(Extracted material)

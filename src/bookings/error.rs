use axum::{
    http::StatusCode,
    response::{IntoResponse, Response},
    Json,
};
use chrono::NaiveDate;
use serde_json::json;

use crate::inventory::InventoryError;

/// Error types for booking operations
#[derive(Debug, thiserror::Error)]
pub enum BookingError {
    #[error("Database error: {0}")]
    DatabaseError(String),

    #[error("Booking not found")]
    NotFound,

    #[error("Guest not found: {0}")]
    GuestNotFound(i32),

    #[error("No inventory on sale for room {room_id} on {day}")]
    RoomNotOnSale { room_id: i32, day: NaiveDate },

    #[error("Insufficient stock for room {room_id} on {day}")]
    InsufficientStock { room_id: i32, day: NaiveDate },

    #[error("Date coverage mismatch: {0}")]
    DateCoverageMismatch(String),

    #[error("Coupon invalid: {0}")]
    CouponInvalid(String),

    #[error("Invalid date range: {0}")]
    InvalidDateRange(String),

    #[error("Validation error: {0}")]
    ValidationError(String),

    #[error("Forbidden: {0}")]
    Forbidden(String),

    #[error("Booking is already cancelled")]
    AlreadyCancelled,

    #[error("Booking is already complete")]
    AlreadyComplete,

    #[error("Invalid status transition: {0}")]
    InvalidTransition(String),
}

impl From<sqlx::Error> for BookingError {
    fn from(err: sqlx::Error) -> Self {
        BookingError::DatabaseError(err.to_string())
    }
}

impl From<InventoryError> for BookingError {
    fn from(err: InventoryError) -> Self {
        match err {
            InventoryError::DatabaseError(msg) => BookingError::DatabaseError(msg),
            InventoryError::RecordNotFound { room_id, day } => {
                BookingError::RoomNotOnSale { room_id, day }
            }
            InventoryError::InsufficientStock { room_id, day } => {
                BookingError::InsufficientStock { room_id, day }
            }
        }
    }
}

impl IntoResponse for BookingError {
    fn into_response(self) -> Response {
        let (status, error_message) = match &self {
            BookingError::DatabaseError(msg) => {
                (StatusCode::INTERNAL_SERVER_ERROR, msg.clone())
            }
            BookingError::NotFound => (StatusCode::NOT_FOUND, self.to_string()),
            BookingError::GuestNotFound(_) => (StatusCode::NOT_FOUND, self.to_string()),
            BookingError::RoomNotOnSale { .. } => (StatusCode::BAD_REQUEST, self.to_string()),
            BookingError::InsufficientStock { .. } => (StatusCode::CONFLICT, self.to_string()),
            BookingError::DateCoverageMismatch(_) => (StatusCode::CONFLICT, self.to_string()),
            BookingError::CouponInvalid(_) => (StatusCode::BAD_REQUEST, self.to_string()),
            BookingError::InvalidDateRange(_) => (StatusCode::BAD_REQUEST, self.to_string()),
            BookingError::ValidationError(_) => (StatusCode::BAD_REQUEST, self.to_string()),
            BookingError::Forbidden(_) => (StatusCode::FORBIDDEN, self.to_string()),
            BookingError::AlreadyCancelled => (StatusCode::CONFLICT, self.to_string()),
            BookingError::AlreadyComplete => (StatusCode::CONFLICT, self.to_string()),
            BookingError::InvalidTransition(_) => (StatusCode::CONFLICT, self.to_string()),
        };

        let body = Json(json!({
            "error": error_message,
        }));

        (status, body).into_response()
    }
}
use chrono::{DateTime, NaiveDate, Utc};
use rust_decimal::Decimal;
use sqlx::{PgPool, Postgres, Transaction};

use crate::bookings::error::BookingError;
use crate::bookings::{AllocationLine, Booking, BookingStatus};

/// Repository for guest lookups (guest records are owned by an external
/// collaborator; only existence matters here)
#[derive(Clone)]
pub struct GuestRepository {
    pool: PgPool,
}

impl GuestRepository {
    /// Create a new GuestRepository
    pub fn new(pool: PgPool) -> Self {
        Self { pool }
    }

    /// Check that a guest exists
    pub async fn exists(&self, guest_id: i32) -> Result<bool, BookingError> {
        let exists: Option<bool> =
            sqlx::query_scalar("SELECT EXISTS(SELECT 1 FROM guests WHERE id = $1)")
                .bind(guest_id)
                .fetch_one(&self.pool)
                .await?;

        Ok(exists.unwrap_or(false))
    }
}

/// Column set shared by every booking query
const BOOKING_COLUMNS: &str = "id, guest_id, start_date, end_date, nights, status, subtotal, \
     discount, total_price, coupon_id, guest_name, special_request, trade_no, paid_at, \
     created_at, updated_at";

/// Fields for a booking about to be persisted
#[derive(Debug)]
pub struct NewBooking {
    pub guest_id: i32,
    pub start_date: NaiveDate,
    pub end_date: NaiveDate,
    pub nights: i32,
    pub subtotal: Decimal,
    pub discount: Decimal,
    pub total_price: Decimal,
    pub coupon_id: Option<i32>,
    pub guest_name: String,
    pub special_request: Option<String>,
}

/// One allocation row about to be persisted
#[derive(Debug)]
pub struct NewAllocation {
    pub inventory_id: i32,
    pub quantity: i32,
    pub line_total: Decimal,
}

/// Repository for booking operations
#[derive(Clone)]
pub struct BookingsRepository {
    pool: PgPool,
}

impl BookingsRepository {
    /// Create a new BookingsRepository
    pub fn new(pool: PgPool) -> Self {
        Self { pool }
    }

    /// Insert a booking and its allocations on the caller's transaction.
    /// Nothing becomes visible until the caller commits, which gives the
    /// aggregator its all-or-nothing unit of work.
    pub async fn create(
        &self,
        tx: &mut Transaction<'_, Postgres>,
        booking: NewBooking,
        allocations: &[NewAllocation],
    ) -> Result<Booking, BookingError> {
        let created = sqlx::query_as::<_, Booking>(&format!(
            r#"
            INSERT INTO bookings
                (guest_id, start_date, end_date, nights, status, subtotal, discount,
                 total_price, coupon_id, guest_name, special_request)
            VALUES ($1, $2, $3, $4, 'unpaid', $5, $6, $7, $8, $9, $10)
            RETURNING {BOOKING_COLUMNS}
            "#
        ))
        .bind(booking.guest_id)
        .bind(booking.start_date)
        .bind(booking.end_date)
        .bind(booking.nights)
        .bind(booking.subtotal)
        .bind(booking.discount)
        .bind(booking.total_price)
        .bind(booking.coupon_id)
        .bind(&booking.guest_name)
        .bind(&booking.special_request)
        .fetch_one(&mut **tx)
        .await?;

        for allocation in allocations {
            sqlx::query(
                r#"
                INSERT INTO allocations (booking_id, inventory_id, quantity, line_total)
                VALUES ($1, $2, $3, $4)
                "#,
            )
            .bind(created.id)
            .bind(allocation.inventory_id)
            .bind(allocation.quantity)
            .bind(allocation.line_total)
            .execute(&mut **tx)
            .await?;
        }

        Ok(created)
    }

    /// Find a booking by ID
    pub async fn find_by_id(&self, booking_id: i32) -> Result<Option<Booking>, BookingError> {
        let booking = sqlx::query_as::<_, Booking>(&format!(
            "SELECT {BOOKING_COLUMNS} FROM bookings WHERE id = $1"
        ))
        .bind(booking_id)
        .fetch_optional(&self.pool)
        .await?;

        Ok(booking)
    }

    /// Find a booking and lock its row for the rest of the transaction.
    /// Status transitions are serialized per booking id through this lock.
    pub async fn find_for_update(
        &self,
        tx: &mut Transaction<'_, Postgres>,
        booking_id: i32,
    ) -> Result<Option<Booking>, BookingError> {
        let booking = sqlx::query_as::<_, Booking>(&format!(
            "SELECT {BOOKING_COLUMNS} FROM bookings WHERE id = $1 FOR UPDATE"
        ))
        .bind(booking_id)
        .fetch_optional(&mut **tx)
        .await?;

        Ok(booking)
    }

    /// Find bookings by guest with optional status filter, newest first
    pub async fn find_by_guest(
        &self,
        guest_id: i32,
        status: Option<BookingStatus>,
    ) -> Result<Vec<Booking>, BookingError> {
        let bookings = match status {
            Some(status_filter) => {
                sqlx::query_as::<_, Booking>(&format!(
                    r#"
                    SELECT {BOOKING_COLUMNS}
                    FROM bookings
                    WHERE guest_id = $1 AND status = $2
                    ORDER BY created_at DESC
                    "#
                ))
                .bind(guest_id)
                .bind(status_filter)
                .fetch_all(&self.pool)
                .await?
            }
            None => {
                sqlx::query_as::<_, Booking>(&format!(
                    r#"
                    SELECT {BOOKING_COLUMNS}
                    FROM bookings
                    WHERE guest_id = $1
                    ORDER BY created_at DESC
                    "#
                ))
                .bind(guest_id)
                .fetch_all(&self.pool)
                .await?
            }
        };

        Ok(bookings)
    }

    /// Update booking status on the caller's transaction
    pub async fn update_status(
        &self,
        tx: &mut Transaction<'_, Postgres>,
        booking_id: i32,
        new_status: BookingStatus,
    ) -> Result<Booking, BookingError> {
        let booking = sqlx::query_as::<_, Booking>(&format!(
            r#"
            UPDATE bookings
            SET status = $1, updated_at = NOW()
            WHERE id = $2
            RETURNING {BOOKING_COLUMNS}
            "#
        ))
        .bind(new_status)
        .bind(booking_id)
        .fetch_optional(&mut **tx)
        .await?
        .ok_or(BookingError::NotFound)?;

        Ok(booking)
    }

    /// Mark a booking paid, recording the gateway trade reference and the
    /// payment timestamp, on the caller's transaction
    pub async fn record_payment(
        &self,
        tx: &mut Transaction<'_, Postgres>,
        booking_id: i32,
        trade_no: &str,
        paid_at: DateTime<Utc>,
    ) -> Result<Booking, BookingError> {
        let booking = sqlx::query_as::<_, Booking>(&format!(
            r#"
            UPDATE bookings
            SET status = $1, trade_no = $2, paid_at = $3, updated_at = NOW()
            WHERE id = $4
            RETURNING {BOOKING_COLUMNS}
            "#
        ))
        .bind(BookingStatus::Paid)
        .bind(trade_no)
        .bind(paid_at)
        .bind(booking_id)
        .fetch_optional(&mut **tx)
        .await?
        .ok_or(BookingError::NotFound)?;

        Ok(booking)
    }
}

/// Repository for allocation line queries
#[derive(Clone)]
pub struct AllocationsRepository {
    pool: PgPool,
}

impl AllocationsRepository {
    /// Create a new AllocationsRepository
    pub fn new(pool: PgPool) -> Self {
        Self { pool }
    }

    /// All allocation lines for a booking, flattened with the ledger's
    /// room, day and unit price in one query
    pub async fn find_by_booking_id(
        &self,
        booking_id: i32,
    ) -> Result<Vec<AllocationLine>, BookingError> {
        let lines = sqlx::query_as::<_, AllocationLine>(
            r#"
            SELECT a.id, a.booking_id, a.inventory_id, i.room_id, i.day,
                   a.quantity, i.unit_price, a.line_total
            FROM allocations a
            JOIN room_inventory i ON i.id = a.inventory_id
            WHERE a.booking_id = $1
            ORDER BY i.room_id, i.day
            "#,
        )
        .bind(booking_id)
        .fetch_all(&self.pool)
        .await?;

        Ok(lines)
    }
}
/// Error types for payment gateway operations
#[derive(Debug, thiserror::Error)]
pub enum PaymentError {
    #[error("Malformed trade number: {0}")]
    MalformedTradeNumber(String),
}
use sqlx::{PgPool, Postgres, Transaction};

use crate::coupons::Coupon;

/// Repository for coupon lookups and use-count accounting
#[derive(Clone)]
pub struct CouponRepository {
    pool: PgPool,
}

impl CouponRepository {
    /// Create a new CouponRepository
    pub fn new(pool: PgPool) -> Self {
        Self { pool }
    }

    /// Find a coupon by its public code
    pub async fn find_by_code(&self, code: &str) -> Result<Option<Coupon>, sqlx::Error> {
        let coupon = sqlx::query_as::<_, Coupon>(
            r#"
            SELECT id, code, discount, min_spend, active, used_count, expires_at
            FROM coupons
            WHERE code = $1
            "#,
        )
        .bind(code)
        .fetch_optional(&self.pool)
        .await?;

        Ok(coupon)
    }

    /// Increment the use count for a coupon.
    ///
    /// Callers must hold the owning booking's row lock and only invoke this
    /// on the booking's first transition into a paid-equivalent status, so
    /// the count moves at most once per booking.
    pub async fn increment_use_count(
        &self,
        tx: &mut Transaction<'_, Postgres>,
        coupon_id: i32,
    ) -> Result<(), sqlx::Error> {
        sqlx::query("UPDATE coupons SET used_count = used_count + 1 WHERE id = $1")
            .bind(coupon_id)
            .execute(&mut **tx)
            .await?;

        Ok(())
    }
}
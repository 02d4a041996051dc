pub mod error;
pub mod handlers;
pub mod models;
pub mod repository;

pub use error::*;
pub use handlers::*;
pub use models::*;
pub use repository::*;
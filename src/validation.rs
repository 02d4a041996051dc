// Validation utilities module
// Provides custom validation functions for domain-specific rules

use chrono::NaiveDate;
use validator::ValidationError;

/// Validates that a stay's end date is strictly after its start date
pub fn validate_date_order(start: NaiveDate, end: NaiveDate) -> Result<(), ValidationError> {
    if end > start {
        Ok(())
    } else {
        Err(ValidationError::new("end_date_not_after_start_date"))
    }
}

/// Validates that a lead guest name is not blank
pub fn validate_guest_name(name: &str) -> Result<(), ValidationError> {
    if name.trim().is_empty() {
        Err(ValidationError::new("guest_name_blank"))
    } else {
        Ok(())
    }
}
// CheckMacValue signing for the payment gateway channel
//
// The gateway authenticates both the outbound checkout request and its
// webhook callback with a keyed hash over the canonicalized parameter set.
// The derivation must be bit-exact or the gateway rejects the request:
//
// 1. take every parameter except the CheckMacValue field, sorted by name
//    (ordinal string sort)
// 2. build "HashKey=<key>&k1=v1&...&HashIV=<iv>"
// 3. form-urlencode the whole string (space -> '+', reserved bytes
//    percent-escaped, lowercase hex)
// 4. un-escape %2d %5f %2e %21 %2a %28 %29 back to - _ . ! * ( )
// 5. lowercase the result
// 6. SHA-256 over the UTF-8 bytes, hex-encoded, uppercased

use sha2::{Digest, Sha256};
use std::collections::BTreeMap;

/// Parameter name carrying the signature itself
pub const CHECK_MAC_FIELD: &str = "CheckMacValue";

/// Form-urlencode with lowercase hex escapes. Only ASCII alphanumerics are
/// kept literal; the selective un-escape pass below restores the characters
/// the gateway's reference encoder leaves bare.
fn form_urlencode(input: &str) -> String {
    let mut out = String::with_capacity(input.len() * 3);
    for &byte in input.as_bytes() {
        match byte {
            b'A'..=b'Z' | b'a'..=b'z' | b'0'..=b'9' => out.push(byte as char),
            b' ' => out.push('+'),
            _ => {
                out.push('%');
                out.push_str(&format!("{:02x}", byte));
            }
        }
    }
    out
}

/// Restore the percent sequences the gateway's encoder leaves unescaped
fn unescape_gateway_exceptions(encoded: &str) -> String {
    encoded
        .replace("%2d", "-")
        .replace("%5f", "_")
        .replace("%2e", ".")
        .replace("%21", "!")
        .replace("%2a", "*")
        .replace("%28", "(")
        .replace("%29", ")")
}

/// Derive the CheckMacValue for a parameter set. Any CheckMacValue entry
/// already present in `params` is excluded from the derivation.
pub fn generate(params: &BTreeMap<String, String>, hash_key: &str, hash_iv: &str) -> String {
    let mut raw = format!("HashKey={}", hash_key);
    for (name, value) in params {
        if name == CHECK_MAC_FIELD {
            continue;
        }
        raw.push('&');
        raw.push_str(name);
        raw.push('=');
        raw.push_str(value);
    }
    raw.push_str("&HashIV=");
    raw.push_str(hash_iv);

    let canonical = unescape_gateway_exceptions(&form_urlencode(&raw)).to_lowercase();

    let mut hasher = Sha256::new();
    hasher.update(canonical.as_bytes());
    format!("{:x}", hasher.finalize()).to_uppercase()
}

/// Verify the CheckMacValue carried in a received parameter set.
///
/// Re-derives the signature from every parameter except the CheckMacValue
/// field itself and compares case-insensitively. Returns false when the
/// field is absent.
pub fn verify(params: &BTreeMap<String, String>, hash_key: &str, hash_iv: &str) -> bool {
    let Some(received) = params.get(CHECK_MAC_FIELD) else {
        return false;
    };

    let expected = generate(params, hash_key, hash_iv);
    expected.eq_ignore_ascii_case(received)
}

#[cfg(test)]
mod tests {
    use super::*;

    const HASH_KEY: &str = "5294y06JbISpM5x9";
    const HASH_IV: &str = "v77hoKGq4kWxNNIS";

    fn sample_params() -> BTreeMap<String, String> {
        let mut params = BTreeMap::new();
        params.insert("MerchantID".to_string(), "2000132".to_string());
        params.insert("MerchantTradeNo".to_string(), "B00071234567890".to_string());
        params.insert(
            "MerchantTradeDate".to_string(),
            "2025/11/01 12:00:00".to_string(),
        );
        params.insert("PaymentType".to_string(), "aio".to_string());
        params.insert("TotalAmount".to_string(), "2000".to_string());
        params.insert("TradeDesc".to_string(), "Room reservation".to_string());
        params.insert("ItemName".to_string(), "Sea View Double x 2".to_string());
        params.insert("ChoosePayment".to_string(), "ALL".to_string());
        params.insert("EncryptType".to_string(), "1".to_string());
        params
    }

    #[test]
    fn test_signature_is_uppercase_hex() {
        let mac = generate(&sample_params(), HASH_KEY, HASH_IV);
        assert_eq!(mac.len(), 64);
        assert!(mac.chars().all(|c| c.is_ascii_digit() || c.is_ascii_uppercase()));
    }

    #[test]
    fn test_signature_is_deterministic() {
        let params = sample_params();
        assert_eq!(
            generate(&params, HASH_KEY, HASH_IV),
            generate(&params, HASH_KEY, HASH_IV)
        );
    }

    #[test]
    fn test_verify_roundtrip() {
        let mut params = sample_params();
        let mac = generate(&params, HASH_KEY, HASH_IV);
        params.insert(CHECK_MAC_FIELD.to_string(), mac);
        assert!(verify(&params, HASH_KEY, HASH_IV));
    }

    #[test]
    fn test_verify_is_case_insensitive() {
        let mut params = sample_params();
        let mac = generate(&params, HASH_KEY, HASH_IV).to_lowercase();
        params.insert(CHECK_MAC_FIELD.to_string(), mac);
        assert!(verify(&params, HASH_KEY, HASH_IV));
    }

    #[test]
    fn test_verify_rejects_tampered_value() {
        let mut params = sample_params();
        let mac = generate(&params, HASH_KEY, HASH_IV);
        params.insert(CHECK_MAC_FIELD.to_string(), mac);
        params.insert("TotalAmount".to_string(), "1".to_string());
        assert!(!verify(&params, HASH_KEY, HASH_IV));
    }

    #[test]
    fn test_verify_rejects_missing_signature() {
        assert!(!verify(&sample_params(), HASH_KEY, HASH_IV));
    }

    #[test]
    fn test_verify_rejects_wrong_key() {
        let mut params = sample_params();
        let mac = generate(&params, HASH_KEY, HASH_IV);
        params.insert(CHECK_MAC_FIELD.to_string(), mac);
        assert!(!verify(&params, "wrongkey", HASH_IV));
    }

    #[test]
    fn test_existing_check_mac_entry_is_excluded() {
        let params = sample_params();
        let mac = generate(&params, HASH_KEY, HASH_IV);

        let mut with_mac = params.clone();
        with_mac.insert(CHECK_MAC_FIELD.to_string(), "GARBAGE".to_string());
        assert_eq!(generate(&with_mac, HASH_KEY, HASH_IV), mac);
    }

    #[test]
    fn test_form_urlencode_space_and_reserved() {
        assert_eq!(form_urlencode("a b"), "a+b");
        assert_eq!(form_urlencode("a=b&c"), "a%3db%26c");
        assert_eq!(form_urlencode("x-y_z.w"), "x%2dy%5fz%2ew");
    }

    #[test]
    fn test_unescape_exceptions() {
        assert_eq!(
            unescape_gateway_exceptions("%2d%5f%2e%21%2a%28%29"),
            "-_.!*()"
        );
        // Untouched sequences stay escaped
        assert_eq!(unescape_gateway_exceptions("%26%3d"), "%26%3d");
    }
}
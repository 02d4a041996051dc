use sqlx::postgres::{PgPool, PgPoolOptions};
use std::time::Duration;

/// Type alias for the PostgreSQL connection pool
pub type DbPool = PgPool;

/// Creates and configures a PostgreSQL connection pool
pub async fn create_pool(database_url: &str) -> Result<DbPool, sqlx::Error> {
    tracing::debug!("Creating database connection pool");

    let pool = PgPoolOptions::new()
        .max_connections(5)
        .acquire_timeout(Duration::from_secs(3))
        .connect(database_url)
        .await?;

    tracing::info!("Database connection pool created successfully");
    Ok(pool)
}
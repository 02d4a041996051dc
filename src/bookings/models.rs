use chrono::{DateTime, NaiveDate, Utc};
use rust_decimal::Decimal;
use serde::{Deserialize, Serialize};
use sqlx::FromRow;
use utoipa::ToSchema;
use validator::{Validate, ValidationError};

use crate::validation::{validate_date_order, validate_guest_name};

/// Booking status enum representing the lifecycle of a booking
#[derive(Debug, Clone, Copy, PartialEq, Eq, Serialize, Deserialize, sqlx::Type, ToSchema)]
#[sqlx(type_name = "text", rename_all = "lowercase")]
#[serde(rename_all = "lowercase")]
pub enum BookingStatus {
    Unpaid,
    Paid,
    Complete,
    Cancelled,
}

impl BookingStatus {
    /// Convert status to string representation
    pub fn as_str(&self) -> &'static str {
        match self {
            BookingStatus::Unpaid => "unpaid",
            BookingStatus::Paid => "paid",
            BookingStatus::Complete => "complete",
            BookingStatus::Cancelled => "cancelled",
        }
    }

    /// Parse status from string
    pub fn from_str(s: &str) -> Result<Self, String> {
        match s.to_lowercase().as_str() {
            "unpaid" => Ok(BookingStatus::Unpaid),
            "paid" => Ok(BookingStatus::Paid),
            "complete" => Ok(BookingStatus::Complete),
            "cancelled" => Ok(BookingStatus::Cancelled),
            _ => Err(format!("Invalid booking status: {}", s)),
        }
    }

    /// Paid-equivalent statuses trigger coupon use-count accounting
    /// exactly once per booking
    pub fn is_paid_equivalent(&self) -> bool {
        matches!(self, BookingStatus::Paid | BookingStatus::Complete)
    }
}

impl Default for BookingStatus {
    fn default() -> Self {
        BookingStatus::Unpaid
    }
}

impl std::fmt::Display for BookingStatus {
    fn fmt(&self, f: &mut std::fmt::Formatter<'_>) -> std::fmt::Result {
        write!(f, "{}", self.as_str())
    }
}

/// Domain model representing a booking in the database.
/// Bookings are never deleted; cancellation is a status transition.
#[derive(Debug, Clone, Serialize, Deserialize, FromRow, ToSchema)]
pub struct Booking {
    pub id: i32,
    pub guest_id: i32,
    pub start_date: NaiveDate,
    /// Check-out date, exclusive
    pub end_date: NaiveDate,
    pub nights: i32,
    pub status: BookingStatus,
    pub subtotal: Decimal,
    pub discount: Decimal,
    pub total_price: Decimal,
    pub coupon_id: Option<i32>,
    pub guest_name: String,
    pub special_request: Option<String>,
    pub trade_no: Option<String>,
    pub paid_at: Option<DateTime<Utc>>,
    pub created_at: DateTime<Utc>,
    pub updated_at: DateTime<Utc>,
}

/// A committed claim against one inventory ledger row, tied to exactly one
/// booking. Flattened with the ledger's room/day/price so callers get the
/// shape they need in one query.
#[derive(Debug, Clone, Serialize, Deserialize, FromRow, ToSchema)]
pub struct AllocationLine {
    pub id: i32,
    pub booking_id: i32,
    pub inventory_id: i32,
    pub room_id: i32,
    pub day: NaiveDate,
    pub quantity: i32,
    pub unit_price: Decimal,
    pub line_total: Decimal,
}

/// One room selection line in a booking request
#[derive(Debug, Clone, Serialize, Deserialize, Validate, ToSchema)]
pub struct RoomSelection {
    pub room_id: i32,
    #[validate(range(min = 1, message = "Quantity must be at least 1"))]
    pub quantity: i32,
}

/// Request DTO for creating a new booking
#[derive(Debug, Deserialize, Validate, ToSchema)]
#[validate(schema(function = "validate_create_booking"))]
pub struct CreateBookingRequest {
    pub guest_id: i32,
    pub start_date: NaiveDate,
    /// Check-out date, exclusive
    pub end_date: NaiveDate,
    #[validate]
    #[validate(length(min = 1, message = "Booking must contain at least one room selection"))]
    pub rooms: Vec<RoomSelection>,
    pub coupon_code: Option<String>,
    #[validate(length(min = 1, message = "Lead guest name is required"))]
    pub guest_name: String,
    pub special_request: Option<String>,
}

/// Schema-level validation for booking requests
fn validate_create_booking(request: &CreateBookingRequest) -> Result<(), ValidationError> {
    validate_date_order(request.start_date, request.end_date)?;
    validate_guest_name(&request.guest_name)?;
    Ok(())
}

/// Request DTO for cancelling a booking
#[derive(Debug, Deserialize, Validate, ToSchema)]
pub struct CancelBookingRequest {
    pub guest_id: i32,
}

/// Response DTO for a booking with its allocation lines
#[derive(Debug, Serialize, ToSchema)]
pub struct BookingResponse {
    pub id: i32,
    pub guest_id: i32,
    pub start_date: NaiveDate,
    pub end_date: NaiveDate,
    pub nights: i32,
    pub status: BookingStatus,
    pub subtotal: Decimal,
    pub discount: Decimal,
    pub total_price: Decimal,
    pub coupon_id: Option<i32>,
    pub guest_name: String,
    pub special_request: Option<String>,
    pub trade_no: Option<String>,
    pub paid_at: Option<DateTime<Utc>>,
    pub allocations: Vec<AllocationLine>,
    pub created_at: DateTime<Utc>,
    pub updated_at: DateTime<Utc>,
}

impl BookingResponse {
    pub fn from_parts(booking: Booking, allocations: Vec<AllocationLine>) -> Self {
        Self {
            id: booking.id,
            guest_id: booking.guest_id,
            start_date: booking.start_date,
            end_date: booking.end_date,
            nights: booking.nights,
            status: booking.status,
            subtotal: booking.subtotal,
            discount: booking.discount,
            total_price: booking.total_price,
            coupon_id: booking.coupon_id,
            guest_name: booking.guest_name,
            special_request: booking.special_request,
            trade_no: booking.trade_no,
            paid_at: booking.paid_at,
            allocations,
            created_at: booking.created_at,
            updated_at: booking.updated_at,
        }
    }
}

(End Extracted material)

Set down only the lines above that fall between the line holding "pub struct NewAllocation" and the line holding "a new BookingsRepository", inclusive, keeping each exact.

pub struct NewAllocation {
    pub inventory_id: i32,
    pub quantity: i32,
    pub line_total: Decimal,
}

/// Repository for booking operations
#[derive(Clone)]
pub struct BookingsRepository {
    pool: PgPool,
}

impl BookingsRepository {
    /// Create a new BookingsRepository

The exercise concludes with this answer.